======== DATA SECTION ========

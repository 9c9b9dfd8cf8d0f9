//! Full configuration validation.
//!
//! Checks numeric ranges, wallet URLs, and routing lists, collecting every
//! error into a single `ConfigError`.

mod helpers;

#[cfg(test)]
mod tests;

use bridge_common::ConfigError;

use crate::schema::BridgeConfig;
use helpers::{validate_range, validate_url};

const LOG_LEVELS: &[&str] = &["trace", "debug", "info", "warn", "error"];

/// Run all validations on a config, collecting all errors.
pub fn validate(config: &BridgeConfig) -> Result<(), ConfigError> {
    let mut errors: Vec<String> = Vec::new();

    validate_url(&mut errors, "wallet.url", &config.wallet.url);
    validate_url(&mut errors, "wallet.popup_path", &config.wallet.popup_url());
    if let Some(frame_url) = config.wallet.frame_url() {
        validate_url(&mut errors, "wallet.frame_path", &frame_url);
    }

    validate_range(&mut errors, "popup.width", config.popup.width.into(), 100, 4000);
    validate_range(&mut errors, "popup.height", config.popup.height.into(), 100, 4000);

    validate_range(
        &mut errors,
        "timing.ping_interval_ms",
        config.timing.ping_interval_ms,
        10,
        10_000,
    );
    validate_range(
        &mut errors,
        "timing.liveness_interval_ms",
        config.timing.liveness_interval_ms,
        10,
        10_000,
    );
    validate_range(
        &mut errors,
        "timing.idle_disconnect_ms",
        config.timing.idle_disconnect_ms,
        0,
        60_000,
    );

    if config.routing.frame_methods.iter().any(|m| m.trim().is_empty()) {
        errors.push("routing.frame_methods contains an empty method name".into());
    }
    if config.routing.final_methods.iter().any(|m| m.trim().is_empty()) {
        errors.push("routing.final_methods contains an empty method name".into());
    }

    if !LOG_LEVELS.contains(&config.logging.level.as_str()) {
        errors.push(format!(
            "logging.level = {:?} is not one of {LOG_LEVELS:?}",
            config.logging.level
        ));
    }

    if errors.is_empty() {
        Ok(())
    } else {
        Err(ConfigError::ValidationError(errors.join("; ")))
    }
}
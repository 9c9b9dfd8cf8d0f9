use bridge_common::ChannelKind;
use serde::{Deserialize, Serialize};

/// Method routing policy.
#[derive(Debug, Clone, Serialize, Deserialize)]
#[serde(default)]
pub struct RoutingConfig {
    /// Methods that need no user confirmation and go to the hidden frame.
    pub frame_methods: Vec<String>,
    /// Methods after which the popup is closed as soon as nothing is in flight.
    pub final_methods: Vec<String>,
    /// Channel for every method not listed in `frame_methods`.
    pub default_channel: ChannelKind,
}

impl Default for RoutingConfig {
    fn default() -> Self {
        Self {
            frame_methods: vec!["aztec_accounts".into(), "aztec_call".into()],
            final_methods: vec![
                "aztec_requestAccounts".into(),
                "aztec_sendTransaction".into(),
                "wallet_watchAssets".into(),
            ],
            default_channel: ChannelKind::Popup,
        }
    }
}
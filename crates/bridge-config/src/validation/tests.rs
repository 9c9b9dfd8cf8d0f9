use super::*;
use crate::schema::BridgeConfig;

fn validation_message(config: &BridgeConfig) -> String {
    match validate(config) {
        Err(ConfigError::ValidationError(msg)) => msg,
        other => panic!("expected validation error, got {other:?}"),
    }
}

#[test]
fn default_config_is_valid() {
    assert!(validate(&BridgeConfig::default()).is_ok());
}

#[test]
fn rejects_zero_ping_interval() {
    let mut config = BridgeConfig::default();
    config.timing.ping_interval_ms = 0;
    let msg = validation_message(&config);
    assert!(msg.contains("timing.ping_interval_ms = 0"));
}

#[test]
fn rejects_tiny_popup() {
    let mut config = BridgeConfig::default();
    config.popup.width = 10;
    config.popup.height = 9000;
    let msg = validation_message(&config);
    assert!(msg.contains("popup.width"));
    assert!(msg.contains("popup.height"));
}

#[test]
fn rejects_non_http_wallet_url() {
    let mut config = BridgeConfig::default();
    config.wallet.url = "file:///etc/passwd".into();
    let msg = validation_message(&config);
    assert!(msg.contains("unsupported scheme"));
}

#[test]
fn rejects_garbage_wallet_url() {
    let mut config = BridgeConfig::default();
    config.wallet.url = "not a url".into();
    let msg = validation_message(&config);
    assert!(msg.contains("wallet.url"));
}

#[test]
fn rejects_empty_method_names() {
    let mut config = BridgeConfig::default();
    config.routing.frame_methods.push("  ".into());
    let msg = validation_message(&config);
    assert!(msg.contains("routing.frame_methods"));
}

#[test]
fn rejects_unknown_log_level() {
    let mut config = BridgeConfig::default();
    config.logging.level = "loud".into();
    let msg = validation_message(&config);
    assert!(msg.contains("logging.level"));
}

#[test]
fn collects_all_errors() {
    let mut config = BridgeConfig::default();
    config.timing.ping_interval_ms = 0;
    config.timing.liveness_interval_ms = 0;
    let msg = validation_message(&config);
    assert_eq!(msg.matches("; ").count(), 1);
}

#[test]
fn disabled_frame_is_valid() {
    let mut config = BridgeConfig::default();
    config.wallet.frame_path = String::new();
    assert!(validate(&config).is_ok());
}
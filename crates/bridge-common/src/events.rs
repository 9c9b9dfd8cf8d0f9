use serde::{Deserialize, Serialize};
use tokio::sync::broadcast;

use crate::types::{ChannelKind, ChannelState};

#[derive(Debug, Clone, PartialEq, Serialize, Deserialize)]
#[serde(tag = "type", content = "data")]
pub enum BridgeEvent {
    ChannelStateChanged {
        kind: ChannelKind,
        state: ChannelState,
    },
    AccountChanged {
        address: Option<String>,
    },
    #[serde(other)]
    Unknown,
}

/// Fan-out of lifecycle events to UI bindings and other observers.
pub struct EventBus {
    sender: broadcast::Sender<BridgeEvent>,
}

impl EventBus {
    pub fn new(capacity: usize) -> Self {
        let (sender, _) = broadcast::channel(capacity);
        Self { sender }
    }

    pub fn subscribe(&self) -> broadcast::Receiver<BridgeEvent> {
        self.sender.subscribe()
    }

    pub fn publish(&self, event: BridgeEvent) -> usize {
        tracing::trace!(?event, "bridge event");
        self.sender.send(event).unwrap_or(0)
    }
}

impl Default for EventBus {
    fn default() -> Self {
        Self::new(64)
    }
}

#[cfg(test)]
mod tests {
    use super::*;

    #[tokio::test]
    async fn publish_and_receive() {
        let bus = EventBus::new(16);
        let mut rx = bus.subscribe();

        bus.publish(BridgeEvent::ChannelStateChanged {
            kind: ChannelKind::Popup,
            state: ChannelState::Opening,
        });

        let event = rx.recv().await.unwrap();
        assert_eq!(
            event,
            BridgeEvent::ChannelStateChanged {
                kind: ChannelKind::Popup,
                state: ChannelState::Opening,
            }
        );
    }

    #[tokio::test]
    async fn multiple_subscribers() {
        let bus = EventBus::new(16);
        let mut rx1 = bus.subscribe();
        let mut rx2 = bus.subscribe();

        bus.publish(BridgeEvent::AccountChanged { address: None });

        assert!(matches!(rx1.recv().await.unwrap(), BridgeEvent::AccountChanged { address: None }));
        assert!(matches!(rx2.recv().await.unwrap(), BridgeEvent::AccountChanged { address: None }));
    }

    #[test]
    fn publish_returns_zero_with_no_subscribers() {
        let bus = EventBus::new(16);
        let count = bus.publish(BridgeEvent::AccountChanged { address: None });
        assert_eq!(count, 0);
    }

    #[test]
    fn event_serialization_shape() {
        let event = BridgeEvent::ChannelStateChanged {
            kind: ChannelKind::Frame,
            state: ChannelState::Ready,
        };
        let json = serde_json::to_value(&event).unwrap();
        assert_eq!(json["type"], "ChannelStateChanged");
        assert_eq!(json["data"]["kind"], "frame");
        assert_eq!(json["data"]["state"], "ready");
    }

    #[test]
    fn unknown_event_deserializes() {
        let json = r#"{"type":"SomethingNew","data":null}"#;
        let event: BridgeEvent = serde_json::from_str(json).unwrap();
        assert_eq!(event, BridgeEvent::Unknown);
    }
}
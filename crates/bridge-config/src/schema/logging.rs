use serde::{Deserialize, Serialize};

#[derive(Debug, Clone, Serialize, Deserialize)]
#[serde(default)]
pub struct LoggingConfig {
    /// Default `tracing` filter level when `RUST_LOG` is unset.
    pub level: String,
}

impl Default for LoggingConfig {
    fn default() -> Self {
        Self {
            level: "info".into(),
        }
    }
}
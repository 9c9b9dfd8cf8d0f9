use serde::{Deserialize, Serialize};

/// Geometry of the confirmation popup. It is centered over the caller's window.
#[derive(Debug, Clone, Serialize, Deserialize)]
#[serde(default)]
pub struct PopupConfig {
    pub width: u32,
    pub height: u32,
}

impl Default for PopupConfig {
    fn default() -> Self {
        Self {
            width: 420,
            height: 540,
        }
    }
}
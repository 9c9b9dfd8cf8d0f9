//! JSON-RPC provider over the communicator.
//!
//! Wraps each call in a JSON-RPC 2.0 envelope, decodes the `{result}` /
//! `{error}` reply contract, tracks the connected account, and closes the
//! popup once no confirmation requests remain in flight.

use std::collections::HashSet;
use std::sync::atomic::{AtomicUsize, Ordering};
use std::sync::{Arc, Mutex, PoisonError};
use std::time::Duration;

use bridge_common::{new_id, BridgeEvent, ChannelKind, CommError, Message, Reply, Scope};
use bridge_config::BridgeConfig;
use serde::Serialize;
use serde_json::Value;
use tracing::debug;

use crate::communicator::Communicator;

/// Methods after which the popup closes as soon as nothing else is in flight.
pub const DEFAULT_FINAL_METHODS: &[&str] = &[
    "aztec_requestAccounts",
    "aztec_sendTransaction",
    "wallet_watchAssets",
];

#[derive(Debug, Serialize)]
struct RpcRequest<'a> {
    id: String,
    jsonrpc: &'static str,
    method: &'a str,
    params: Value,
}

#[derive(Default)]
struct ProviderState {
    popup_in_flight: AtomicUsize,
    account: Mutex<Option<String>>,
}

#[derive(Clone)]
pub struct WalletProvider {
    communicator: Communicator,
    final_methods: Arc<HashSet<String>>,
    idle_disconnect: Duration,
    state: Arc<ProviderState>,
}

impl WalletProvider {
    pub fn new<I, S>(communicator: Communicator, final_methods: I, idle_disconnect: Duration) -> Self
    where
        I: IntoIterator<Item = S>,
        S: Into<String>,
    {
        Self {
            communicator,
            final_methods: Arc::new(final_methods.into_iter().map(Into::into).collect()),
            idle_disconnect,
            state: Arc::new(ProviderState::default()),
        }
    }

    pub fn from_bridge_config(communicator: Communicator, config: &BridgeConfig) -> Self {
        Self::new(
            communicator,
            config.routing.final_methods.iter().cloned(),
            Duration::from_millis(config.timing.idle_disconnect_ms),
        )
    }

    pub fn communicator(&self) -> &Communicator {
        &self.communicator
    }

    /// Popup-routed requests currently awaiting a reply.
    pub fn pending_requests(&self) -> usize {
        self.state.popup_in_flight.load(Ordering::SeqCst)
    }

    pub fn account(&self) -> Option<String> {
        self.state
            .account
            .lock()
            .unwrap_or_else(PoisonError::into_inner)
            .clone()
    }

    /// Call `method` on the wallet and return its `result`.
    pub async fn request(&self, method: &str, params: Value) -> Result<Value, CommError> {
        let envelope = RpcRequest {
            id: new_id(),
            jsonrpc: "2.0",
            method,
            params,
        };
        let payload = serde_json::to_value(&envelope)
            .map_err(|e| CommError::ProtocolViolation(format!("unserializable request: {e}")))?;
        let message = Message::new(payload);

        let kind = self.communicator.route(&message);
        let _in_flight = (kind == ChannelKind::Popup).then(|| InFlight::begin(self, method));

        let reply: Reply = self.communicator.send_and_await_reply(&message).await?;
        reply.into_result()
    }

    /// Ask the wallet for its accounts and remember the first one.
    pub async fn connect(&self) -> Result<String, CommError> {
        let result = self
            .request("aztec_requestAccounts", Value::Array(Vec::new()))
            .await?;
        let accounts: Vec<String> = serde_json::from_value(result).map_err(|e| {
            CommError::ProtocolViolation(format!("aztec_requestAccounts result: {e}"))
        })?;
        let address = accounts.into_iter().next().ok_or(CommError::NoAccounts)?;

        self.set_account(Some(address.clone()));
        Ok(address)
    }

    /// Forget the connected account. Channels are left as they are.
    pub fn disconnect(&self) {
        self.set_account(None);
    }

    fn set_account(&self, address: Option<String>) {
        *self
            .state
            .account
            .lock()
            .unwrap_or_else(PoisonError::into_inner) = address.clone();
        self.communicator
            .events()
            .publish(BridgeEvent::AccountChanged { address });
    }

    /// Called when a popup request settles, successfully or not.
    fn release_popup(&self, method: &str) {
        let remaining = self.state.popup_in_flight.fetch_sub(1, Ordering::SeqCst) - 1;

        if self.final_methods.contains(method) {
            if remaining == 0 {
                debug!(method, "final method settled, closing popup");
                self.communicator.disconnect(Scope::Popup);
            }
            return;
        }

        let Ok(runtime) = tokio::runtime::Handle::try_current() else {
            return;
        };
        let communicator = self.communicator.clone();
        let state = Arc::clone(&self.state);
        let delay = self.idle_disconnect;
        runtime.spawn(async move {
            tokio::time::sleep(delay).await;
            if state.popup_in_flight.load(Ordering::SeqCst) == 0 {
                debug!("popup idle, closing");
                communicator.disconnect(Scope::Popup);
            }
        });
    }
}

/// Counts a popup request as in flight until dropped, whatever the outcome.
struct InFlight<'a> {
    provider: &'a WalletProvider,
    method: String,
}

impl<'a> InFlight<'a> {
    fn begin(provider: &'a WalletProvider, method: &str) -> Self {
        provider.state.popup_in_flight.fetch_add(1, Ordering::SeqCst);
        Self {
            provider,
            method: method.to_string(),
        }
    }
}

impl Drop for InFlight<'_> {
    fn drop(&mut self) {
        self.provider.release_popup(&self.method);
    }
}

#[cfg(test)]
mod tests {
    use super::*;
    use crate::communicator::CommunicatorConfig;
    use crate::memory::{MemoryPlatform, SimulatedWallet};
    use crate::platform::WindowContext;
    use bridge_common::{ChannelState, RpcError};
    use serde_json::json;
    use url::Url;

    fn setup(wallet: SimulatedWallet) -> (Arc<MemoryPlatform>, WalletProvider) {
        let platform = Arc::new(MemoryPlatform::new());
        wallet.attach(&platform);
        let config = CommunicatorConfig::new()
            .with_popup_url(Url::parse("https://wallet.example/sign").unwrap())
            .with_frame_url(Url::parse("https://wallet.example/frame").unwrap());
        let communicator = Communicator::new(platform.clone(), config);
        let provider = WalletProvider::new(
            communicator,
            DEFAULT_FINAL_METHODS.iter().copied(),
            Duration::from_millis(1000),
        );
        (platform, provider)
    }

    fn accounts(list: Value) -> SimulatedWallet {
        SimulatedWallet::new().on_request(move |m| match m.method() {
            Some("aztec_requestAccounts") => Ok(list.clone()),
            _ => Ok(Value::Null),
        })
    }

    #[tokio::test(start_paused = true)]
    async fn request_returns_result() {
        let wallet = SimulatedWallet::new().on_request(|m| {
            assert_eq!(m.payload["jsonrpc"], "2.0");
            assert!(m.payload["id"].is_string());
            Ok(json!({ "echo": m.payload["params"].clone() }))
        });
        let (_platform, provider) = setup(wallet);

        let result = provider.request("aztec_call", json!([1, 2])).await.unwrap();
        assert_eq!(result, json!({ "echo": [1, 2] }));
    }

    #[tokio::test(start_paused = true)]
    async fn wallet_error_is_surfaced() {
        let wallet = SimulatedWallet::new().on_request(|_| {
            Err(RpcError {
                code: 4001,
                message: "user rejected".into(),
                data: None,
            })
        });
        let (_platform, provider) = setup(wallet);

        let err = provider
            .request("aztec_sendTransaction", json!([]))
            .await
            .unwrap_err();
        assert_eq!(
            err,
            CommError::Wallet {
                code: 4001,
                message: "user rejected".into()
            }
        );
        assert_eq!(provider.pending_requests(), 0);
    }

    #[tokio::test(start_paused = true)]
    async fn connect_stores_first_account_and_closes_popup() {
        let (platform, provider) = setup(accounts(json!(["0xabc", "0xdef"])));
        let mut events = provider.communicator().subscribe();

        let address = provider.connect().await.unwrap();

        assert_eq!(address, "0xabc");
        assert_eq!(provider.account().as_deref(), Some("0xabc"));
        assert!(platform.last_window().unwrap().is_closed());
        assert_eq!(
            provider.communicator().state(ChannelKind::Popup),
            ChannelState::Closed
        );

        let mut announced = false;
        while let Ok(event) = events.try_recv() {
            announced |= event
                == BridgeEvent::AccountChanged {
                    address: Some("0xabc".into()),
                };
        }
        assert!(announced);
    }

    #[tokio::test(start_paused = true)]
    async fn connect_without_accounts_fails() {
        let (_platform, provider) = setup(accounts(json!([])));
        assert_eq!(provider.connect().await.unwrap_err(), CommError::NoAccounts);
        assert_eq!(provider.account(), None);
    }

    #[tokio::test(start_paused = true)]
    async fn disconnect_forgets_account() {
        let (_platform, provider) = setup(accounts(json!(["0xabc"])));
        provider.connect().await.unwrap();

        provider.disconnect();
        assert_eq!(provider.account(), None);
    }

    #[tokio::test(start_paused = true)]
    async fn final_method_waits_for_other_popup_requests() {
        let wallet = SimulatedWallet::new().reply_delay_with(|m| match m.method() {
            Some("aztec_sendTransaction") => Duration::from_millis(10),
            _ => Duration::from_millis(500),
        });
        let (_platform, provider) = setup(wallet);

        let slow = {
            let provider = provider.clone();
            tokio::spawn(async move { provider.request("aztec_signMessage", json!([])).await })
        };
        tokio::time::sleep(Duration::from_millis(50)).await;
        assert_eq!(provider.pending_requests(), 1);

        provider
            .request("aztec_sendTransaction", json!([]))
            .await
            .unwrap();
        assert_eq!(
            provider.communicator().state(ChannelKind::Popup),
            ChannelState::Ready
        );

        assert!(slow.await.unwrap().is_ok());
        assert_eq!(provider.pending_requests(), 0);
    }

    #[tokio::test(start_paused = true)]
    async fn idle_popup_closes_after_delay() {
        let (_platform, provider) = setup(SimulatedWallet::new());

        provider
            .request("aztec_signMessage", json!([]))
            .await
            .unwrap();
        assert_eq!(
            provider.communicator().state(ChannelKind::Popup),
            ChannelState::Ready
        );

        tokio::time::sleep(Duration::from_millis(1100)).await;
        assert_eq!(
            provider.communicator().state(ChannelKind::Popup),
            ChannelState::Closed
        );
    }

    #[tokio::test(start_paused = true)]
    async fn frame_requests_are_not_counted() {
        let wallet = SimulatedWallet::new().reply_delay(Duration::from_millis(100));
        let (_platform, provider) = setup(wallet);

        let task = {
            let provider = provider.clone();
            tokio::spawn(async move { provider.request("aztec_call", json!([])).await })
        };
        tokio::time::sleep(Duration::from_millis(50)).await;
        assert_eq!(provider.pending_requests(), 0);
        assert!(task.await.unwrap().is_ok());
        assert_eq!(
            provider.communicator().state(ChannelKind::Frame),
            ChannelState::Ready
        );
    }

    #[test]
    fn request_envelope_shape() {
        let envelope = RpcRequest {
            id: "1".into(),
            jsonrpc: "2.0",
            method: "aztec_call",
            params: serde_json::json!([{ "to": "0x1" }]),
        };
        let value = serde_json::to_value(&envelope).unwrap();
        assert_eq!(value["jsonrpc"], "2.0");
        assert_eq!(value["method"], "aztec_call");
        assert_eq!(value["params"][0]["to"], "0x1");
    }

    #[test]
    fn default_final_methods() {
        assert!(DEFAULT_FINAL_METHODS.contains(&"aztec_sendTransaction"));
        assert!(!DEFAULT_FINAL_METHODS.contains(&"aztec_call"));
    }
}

========

__WHAT IS BEING ASKED__: The word "Opening" may turn up on some lines of these records; say how many, with no other words.

__EXERCISE ANSWER__: 2